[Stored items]

Start of Block

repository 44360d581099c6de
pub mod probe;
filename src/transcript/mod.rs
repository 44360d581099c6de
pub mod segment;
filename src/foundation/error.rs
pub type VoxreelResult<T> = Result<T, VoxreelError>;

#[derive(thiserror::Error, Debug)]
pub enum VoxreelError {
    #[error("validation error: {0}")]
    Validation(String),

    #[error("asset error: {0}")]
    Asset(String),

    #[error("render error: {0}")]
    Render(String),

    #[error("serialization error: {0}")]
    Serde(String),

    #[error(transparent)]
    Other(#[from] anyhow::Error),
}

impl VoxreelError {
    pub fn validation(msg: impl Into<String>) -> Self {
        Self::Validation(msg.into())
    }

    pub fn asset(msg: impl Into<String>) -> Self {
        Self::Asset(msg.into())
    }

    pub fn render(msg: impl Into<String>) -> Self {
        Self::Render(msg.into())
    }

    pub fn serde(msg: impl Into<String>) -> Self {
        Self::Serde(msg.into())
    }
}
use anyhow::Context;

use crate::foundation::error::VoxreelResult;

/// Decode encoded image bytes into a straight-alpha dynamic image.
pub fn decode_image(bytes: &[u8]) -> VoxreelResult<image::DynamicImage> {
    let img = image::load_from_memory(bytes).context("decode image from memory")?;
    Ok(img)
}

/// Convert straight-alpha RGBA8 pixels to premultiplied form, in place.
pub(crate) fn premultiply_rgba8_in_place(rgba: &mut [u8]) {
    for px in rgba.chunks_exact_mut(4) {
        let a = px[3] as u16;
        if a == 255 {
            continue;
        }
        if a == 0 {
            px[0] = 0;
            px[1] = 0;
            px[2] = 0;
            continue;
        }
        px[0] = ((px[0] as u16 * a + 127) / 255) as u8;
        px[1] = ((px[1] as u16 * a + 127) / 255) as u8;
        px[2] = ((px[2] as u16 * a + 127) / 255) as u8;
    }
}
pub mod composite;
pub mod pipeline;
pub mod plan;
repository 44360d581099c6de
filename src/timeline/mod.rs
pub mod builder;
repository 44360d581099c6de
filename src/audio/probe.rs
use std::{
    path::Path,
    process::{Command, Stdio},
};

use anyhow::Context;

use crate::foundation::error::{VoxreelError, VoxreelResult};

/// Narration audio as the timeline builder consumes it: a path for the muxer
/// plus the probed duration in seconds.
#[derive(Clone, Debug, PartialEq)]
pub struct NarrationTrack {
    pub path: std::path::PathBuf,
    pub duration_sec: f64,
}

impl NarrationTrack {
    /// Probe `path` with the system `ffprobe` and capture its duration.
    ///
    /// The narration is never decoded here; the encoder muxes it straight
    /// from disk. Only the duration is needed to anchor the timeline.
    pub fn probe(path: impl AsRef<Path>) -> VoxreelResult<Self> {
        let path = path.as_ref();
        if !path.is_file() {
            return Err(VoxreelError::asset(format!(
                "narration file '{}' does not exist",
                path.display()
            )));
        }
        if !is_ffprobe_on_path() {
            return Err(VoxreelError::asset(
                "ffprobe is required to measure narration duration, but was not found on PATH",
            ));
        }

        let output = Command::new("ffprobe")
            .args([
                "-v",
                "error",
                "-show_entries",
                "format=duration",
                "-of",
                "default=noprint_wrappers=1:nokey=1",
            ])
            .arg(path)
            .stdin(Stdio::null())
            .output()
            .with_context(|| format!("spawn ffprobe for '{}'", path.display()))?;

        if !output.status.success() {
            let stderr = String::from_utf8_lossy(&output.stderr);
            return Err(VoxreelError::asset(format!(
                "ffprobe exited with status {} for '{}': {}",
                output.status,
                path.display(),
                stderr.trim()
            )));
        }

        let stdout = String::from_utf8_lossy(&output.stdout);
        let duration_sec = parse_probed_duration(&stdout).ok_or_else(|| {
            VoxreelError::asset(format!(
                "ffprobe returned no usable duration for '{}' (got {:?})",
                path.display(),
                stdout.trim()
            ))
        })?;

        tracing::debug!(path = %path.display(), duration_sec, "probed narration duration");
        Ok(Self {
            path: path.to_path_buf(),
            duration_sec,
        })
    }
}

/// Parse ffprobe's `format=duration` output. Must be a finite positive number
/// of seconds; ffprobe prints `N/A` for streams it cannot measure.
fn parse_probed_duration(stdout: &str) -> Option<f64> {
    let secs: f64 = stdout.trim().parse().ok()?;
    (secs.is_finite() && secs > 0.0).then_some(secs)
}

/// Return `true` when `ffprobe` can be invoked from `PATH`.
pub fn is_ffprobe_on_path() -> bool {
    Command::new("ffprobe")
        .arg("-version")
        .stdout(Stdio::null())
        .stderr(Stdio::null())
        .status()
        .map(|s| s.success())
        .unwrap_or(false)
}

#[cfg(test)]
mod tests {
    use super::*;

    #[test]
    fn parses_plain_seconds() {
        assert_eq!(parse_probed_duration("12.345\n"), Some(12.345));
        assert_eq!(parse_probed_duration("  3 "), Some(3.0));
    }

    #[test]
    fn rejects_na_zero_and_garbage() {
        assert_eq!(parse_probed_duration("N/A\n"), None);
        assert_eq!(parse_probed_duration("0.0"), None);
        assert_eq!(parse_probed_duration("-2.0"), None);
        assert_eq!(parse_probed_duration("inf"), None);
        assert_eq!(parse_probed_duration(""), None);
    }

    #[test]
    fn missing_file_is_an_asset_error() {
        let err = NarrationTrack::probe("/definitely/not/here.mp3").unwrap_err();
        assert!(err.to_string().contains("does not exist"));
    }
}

End of Block
Start of Block

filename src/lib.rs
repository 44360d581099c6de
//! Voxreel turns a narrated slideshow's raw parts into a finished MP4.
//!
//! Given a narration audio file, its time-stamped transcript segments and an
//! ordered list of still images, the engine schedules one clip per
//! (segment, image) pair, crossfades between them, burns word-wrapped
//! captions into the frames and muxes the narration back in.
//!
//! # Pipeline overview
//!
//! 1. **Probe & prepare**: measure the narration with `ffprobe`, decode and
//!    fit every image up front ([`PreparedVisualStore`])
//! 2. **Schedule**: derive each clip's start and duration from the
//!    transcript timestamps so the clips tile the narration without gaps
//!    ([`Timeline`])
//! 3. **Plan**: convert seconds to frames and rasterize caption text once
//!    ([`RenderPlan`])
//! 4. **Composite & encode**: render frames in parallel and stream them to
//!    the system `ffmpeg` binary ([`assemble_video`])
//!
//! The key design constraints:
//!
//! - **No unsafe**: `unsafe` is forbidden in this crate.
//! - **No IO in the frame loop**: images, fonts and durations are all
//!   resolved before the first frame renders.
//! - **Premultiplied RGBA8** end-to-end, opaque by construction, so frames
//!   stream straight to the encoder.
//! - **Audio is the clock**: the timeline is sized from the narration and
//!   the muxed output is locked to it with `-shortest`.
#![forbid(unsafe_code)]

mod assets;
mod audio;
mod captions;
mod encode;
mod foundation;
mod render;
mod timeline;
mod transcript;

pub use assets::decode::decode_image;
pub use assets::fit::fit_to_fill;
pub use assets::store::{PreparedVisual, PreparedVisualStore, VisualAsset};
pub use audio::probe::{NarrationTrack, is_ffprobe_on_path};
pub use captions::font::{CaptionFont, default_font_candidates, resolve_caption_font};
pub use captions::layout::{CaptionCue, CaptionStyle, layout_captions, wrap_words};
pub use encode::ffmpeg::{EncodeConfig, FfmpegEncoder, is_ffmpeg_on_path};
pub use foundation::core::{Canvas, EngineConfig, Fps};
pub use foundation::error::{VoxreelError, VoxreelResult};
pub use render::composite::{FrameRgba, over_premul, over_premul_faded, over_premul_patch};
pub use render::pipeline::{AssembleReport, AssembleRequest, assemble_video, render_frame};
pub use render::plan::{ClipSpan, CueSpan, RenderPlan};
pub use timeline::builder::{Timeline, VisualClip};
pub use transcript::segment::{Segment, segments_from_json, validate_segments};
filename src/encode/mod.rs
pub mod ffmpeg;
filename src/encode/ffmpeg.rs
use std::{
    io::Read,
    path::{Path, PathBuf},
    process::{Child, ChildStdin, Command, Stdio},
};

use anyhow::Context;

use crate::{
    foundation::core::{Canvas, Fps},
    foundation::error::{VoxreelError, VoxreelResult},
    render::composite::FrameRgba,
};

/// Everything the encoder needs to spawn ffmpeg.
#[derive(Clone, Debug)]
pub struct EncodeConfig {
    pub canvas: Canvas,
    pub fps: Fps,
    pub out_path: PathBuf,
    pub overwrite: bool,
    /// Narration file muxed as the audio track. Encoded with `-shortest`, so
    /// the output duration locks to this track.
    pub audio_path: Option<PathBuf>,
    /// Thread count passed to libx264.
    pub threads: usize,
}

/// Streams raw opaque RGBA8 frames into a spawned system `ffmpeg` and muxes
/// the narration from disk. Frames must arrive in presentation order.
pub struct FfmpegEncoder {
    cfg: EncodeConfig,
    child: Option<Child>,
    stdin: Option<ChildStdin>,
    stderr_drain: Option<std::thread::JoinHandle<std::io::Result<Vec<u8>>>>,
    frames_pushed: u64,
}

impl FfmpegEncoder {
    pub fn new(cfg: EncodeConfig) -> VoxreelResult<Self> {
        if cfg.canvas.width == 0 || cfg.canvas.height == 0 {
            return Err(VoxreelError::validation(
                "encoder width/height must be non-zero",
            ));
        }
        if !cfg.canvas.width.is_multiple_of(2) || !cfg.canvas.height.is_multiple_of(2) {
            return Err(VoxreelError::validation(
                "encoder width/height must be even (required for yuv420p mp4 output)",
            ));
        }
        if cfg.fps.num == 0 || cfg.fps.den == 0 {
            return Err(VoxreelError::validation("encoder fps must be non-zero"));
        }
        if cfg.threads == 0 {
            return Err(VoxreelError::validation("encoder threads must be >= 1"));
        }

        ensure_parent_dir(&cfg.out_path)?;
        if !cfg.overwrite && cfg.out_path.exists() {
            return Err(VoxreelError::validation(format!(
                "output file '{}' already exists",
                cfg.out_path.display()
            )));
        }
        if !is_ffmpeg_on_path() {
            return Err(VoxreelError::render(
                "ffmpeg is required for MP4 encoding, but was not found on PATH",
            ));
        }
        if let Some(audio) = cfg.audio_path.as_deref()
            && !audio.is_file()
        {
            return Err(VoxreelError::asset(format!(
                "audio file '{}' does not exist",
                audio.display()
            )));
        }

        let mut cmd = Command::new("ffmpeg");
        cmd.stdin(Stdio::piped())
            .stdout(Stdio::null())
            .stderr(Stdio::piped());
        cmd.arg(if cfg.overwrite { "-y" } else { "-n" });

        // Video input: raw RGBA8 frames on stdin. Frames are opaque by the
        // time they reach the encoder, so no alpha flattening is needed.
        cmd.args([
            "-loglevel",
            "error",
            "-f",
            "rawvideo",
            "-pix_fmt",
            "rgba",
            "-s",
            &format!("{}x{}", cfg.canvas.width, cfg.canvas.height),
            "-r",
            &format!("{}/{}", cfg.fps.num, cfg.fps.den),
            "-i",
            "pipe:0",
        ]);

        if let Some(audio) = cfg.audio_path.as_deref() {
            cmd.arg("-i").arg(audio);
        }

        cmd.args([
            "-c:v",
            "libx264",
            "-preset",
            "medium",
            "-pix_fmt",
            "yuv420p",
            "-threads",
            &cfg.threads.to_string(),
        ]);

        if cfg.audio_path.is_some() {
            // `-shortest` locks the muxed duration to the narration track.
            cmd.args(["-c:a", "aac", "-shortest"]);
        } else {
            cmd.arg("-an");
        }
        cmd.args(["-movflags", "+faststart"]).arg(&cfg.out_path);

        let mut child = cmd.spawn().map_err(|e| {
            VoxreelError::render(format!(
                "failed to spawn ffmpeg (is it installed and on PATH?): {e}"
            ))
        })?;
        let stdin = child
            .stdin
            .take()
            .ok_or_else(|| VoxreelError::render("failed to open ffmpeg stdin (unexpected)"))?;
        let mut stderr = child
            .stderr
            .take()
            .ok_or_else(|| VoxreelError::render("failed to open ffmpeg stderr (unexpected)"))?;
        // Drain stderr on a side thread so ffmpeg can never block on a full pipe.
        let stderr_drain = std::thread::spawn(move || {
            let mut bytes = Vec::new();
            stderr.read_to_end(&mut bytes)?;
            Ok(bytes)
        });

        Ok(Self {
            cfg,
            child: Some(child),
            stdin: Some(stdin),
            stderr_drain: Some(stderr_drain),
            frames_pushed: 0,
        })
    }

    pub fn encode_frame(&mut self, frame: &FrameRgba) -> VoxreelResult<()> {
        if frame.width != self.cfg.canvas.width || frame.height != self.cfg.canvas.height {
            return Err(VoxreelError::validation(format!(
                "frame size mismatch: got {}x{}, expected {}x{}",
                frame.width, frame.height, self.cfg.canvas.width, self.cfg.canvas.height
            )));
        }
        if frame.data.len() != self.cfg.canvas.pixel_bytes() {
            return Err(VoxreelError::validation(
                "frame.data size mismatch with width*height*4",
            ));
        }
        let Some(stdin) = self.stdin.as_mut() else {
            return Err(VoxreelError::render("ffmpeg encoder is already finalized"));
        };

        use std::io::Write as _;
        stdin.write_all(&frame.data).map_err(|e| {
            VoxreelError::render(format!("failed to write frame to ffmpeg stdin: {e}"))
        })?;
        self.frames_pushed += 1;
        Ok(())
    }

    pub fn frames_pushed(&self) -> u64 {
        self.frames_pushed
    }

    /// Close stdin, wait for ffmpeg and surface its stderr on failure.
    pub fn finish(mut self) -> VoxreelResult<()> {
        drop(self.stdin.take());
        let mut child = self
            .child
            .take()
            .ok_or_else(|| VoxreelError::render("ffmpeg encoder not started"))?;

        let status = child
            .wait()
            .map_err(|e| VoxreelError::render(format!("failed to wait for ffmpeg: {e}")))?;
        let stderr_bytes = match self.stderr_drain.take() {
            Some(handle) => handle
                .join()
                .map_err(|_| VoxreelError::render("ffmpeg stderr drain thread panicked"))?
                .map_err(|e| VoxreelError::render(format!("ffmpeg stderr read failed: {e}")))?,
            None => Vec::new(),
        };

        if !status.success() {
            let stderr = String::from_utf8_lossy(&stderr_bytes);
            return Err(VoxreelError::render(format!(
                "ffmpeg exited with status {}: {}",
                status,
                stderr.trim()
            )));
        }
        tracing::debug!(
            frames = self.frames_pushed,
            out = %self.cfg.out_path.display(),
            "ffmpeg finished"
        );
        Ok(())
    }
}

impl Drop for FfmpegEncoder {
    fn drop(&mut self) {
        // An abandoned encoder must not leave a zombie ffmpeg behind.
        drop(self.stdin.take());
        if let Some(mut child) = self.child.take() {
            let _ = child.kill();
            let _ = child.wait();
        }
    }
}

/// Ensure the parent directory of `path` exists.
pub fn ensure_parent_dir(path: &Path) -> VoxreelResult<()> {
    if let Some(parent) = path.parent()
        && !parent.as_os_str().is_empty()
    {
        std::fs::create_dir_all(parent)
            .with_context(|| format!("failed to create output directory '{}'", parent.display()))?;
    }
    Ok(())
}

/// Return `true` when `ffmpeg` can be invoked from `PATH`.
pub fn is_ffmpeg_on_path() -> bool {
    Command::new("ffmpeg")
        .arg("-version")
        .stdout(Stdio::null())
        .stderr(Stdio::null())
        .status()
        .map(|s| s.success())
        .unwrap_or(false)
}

End of Block

_Your objective:_
Gather up the lines containing the word "VoxreelResult" from these records and copy them.

_Answer box:_
pub type VoxreelResult<T> = Result<T, VoxreelError>;
use crate::foundation::error::VoxreelResult;
pub fn decode_image(bytes: &[u8]) -> VoxreelResult<image::DynamicImage> {
use crate::foundation::error::{VoxreelError, VoxreelResult};
    pub fn probe(path: impl AsRef<Path>) -> VoxreelResult<Self> {
pub use foundation::error::{VoxreelError, VoxreelResult};
    foundation::error::{VoxreelError, VoxreelResult},
    pub fn new(cfg: EncodeConfig) -> VoxreelResult<Self> {
    pub fn encode_frame(&mut self, frame: &FrameRgba) -> VoxreelResult<()> {
    pub fn finish(mut self) -> VoxreelResult<()> {
pub fn ensure_parent_dir(path: &Path) -> VoxreelResult<()> {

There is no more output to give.